→ MATERIAL FOR THIS TASK:
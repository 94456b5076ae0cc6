//! Entity types shared by the live-class chat client.
//!
//! Everything here is plain data: the wire records the tutoring backend
//! sends, plus the small amount of derived state (room status, roles) that
//! the client needs to decide what to show.

#![cfg_attr(not(test), deny(clippy::unwrap_used))]
#![cfg_attr(not(test), deny(clippy::expect_used))]

pub mod types;
pub mod utils;

pub use types::*;
pub use utils::*;
use anyhow::Result;
use clap::{Parser, Subcommand};
use classchat_client::{ChatApi, StaticCredentials};
use classchat_entity::Role;
use std::path::PathBuf;
use std::sync::Arc;
use url::Url;

mod commands;
mod config;
mod logging;

use config::{AppConfig, Overrides, TOKEN_ENV};

#[derive(Parser)]
#[command(version, about, long_about = None)]
struct Cli {
    /// Config file [default: <config dir>/classchat/config.toml]
    #[arg(long, global = true)]
    config: Option<PathBuf>,

    /// Base URL of the tutoring backend
    #[arg(long, global = true)]
    api_url: Option<Url>,

    /// Your user id
    #[arg(long, global = true)]
    user_id: Option<i64>,

    /// participant (student) or broadcaster (instructor)
    #[arg(long, global = true)]
    role: Option<Role>,

    /// Access token
    #[arg(long, global = true, env = TOKEN_ENV, hide_env_values = true)]
    token: Option<String>,

    /// Write logs to stderr instead of the log file
    #[arg(long, global = true)]
    log_stderr: bool,

    #[command(subcommand)]
    command: Commands,
}

#[derive(Subcommand)]
enum Commands {
    /// List the classes you can chat in
    Rooms,
    /// Open the chat of a class
    Join {
        room_id: i64,
    },
}

#[tokio::main]
async fn main() -> Result<()> {
    let cli = Cli::parse();
    let _guard = logging::init(cli.log_stderr)?;

    let mut config = AppConfig::load(cli.config.as_deref())?;
    config.apply(Overrides {
        api_url: cli.api_url,
        user_id: cli.user_id,
        role: cli.role,
        token: cli.token,
    });

    let identity = config.identity()?;
    let credentials = Arc::new(StaticCredentials::new(config.token()?));
    let client_config = config.client_config();
    let api = ChatApi::new(&client_config, credentials.clone())?;

    tracing::info!(user_id = identity.id, role = %identity.role, api = %client_config.api_base_url, "Starting");

    match cli.command {
        Commands::Rooms => commands::rooms(&api, identity).await,
        Commands::Join { room_id } => commands::join(api, client_config, credentials, identity, room_id).await,
    }
}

→ WHAT THIS TASK INVOLVES: Only a number is wanted here: how many lines of the records above hold the word "Option".

→ ANSWER SPACE: 5